* Task to carry out: Every line in the entries that holds the word "match" counts toward the answer, which should be a single number.

* Supplied records:
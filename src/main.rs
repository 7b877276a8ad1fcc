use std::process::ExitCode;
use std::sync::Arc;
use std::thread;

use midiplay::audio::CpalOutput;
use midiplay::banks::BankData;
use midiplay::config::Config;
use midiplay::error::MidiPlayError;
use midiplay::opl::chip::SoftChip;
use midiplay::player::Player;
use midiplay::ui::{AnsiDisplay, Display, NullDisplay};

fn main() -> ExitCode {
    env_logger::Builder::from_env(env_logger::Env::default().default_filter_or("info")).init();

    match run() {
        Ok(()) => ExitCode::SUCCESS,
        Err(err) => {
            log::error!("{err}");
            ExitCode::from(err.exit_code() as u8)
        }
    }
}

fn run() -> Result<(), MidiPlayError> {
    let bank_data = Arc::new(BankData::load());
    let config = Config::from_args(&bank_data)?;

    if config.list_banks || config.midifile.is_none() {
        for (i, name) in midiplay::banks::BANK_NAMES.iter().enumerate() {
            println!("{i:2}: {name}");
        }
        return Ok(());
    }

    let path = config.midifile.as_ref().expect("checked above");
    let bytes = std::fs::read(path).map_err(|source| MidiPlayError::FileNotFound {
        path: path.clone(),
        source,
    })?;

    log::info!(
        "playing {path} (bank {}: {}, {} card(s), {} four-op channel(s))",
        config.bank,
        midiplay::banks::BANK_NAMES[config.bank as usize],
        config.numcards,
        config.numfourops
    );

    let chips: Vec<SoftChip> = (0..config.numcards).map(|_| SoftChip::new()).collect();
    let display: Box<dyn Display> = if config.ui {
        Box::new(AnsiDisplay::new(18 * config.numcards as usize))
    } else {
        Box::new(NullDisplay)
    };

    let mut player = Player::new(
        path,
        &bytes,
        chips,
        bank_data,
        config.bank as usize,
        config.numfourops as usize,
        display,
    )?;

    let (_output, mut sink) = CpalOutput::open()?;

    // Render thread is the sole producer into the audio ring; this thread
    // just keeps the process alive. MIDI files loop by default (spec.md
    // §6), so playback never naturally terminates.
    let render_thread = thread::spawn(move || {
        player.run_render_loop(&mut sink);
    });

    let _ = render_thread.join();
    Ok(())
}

==

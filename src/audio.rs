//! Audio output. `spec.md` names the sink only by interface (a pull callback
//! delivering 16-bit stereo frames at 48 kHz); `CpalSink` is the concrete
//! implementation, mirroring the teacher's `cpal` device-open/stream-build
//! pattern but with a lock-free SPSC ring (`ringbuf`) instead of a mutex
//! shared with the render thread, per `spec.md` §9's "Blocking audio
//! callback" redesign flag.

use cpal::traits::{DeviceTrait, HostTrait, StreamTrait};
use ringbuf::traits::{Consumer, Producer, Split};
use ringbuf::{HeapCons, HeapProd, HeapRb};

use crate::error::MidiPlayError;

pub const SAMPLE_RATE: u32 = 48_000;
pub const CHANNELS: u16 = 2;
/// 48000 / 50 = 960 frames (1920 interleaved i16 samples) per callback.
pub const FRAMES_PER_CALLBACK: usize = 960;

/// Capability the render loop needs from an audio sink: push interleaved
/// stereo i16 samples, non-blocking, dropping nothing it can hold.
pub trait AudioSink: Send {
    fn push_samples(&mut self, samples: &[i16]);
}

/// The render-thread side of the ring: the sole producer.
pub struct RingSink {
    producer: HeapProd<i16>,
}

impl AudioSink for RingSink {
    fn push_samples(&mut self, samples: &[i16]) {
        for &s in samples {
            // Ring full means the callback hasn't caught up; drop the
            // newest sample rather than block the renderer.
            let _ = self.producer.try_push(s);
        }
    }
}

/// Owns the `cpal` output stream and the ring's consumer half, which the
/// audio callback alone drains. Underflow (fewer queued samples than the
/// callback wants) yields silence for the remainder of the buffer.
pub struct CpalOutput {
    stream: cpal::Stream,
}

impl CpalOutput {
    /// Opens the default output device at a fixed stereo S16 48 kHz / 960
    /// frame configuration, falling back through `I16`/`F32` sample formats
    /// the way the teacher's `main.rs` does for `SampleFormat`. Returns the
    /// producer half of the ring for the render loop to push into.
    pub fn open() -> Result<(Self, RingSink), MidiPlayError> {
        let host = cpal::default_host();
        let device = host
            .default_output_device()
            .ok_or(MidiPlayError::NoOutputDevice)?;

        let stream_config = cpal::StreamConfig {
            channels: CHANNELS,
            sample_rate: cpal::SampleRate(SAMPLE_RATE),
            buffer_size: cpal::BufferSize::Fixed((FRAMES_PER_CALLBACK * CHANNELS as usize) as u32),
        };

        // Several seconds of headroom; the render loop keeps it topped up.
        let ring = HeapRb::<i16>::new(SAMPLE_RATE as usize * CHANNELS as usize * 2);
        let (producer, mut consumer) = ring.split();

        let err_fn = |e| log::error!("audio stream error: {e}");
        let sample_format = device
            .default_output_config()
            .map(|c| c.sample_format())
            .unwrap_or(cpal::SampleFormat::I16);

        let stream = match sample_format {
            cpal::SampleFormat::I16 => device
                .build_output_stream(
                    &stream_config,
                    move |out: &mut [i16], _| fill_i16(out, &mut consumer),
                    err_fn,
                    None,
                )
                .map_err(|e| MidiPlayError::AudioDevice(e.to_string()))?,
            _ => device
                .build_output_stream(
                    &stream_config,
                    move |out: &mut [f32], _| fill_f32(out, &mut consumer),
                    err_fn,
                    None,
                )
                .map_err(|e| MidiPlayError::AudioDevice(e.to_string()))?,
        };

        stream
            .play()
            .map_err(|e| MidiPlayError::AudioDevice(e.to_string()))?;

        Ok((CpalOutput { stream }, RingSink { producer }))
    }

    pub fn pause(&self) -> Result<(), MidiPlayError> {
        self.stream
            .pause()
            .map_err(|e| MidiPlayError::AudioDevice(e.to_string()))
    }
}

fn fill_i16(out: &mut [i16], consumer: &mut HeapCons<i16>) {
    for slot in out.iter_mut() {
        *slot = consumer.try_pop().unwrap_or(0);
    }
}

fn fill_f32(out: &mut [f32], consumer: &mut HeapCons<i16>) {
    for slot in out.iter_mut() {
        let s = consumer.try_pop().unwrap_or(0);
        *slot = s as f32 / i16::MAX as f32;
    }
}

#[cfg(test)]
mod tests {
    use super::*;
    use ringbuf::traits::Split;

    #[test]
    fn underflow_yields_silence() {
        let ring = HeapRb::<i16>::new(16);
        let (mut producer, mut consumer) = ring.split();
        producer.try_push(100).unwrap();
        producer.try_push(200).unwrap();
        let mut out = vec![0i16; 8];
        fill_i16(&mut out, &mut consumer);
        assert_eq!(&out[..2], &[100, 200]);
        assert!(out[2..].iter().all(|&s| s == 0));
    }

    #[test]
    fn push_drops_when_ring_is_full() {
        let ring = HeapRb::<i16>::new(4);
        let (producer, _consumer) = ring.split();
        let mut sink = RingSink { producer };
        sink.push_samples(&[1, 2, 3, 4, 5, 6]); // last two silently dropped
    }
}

* Output of the exercise: 2